Departament de Biomedicina, Facultat de Medicina i Ciències de la Salut, Institut de Neurociències, Universitat de Barcelona, C/ Casanova, 143 08036, Barcelona, Catalonia, Spain.
Institut d'Investigacions Biomèdiques August Pi i Sunyer (IDIBAPS), Barcelona, Catalonia, Spain.
Mol Neurobiol. 2019 Feb;56(2):1475-1487. doi: 10.1007/s12035-018-1170-1. Epub 2018 Jun 12.
Striatal-enriched protein tyrosine phosphatase (STEP) modulates key signaling molecules involved in synaptic plasticity and neuronal function. It is postulated that STEP opposes the development of long-term potentiation (LTP) and that it exerts a restraint on long-term memory (LTM). Here, we examined whether STEP levels are regulated during hippocampal LTP and after training in hippocampal-dependent tasks. We found that after inducing LTP by high frequency stimulation or theta-burst stimulation STEP levels were significantly reduced, with a concomitant increase of STEP levels, a product of calpain cleavage. Importantly, inhibition of STEP with TC-2153 improved LTP in hippocampal slices. Moreover, we observed that after training in the passive avoidance and the T-maze spontaneous alternation task, hippocampal STEP levels were significantly reduced, but STEP levels were unchanged. Yet, hippocampal BDNF content and TrkB levels were increased in trained mice, and it is known that BDNF promotes STEP degradation through the proteasome. Accordingly, hippocampal pTrkB, pPLCγ, and protein ubiquitination levels were increased in T-SAT trained mice. Remarkably, injection of the TrkB antagonist ANA-12 (2 mg/Kg, but not 0.5 mg/Kg) elicited LTM deficits and promoted STEP accumulation in the hippocampus. Also, STEP knockout mice outperformed wild-type animals in an age- and test-dependent manner. Summarizing, STEP undergoes proteolytic degradation in conditions leading to synaptic strengthening and memory formation, thus highlighting its role as a molecular constrain, which is removed to enable the activation of pathways important for plasticity processes.

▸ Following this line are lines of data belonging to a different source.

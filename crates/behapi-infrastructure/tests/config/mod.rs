//! Configuration integration tests

mod loader_test;
//! Configuration
//!
//! [`ConfigLoader`] merges the TOML file and `BEHAPI_*` environment
//! variables into a [`RawBehapiConfig`]; [`ConfigurationSchema`] turns that
//! into a [`CompositionConfig`] or rejects it with every violated field.

pub mod loader;
pub mod schema;
pub mod types;

pub use loader::ConfigLoader;
pub use schema::ConfigurationSchema;
pub use types::*;
//! Scenario context preparation

use crate::error::Result;
use crate::value_objects::ScenarioContext;

/// Prepares a freshly created scenario context
///
/// The runner calls every initializer of the chain, in chain order, before
/// the scenario's first step. An initializer attaches whatever it owns onto
/// the context. Errors are fatal for the scenario being prepared.
pub trait ContextInitializer: Send + Sync {
    /// Attach or configure collaborators on `context`
    fn initialize_context(&self, context: &mut ScenarioContext) -> Result<()>;
}
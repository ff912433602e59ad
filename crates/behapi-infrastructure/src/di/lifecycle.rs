//! Scenario lifecycle
//!
//! Before a scenario, the [`InitializerChain`] prepares its context; after
//! it, the [`ResetCoordinator`] resets every bag it holds. The cleaner is
//! fail-open: one bag failing never keeps the others from being reset.

use std::sync::{Arc, RwLock};

use behapi_domain::constants::{CLEANER_SERVICE, CONTEXT_INITIALIZER_TAG};
use behapi_domain::error::{Error, Result};
use behapi_domain::ports::{ContextInitializer, ResettableBag};
use behapi_domain::value_objects::ScenarioContext;
use tracing::{debug, warn};

use super::conditional::WiringPlan;
use super::instance::Instance;
use super::registry::ServiceRegistry;
use super::tags::TaggedCollector;

/// Outcome of one reset pass
#[derive(Debug, Default)]
pub struct ResetReport {
    /// Bags reset successfully, in registration order
    pub reset: Vec<String>,
    /// One error per bag that failed
    pub failures: Vec<Error>,
}

impl ResetReport {
    /// Number of bags the pass tried to reset
    pub fn attempted(&self) -> usize {
        self.reset.len() + self.failures.len()
    }

    /// Whether every bag was reset
    pub fn is_clean(&self) -> bool {
        self.failures.is_empty()
    }
}

/// The cleaner: resets the bags registered with `reset = true`
///
/// Bags are held by identifier and looked up in the registry on every pass,
/// so a bag that cannot be built or is not a bag only fails its own reset.
#[derive(Default)]
pub struct ResetCoordinator {
    bags: RwLock<Vec<String>>,
}

impl ResetCoordinator {
    /// Create a cleaner holding no bag
    pub fn new() -> Self {
        Self::default()
    }

    /// Hold the bag registered under `id`
    pub fn add_bag(&self, id: impl Into<String>) -> Result<()> {
        let id = id.into();
        debug!(bag = %id, "Bag added to cleaner");
        self.bags
            .write()
            .map_err(|_| Error::infrastructure("Cleaner lock poisoned"))?
            .push(id);
        Ok(())
    }

    /// Identifiers of the held bags, in the order they were added
    pub fn held_ids(&self) -> Vec<String> {
        self.bags.read().map(|bags| bags.clone()).unwrap_or_default()
    }

    /// Number of held bags
    pub fn len(&self) -> usize {
        self.bags.read().map(|bags| bags.len()).unwrap_or(0)
    }

    /// Whether no bag is held
    pub fn is_empty(&self) -> bool {
        self.len() == 0
    }

    /// Reset every held bag of `registry`, in order
    pub fn reset_all(&self, registry: &ServiceRegistry) -> ResetReport {
        let bags = match self.bags.read() {
            Ok(bags) => bags.clone(),
            Err(_) => {
                return ResetReport {
                    reset: Vec::new(),
                    failures: vec![Error::infrastructure("Cleaner lock poisoned")],
                };
            }
        };

        let mut report = ResetReport::default();
        for id in bags {
            let outcome = registry
                .get_as::<dyn ResettableBag>(&id)
                .and_then(|bag| bag.reset());
            match outcome {
                Ok(()) => report.reset.push(id),
                Err(e) => {
                    warn!(bag = %id, error = %e, "Failed to reset bag");
                    report.failures.push(Error::reset_failure(id, e.to_string()));
                }
            }
        }
        debug!(
            reset = report.reset.len(),
            failed = report.failures.len(),
            "Reset pass finished"
        );
        report
    }
}

impl std::fmt::Debug for ResetCoordinator {
    fn fmt(&self, f: &mut std::fmt::Formatter<'_>) -> std::fmt::Result {
        f.debug_struct("ResetCoordinator")
            .field("bags", &self.held_ids())
            .finish()
    }
}

/// Ordered context initializers
#[derive(Debug, Clone, Default, PartialEq, Eq)]
pub struct InitializerChain {
    ids: Vec<String>,
}

impl InitializerChain {
    /// Chain of every service tagged as context initializer
    ///
    /// Order is registration order. A service tagged twice runs twice.
    pub fn collect(registry: &ServiceRegistry) -> Self {
        Self {
            ids: TaggedCollector::new(CONTEXT_INITIALIZER_TAG).collect_ids(registry),
        }
    }

    /// Initializer identifiers, in run order
    pub fn ids(&self) -> &[String] {
        &self.ids
    }

    /// Number of initializers
    pub fn len(&self) -> usize {
        self.ids.len()
    }

    /// Whether the chain is empty
    pub fn is_empty(&self) -> bool {
        self.ids.is_empty()
    }

    /// Run every initializer against `context`, stopping at the first error
    pub fn apply(&self, registry: &ServiceRegistry, context: &mut ScenarioContext) -> Result<()> {
        for id in &self.ids {
            let initializer = registry.get_as::<dyn ContextInitializer>(id)?;
            debug!(initializer = %id, scenario = context.title(), "Initializing context");
            initializer.initialize_context(context)?;
        }
        Ok(())
    }
}

/// The composed service graph handed to the runner
#[derive(Debug)]
pub struct ComposedServices {
    registry: ServiceRegistry,
    initializers: InitializerChain,
    plan: WiringPlan,
}

impl ComposedServices {
    pub(crate) fn new(
        registry: ServiceRegistry,
        initializers: InitializerChain,
        plan: WiringPlan,
    ) -> Self {
        Self {
            registry,
            initializers,
            plan,
        }
    }

    /// Underlying registry
    pub fn registry(&self) -> &ServiceRegistry {
        &self.registry
    }

    /// Optional features that were wired
    pub fn wiring_plan(&self) -> WiringPlan {
        self.plan
    }

    /// Shared instance of `id`
    pub fn get(&self, id: &str) -> Result<Instance> {
        self.registry.get(id)
    }

    /// View `T` of the instance of `id`
    pub fn get_as<T>(&self, id: &str) -> Result<Arc<T>>
    where
        T: ?Sized + Send + Sync + 'static,
    {
        self.registry.get_as::<T>(id)
    }

    /// The initializer chain
    pub fn initializer_chain(&self) -> &InitializerChain {
        &self.initializers
    }

    /// Initializer identifiers, in run order
    pub fn initializer_ids(&self) -> &[String] {
        self.initializers.ids()
    }

    /// Run the initializer chain against a fresh scenario context
    pub fn prepare_context(&self, context: &mut ScenarioContext) -> Result<()> {
        self.initializers.apply(&self.registry, context)
    }

    /// The cleaner
    pub fn reset_coordinator(&self) -> Result<Arc<ResetCoordinator>> {
        self.registry.get_as::<ResetCoordinator>(CLEANER_SERVICE)
    }

    /// Reset every bag after a scenario
    ///
    /// Bag failures, including a bag that cannot be built, are reported, not
    /// raised; only failing to obtain the cleaner itself is an error.
    pub fn finish_scenario(&self) -> Result<ResetReport> {
        Ok(self.reset_coordinator()?.reset_all(&self.registry))
    }
}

纹状体丰富的蛋白酪氨酸磷酸酶(STEP)调节参与突触可塑性和神经元功能的关键信号分子。据推测,STEP 反对长时程增强(LTP)的发展,并且对长时记忆(LTM)施加限制。在这里,我们检查了 STEP 水平是否在海马体 LTP 期间以及在海马体依赖任务的训练后进行调节。我们发现,通过高频刺激或θ爆发刺激诱导 LTP 后,STEP 水平显着降低,同时 STEP 水平增加,这是钙蛋白酶切割的产物。重要的是,用 TC-2153 抑制 STEP 可改善海马切片中的 LTP。此外,我们观察到在被动回避和 T 迷宫自发交替任务中进行训练后,海马体 STEP 水平显着降低,但 STEP 水平不变。然而,在训练后的小鼠中海马 BDNF 含量和 TrkB 水平增加,并且已知 BDNF 通过蛋白酶体促进 STEP 降解。因此,在 T-SAT 训练的小鼠中海马 pTrkB、pPLCγ 和蛋白质泛素化水平增加。值得注意的是,注射 TrkB 拮抗剂 ANA-12(2 mg/Kg,但不是 0.5 mg/Kg)会引起 LTM 缺陷,并促进海马体中 STEP 的积累。此外,在年龄和测试依赖性方面,STEP 敲除小鼠的表现优于野生型动物。总之,在导致突触增强和记忆形成的条件下,STEP 经历蛋白水解降解,从而突出了其作为分子限制的作用,这种限制被去除以激活对可塑性过程重要的途径。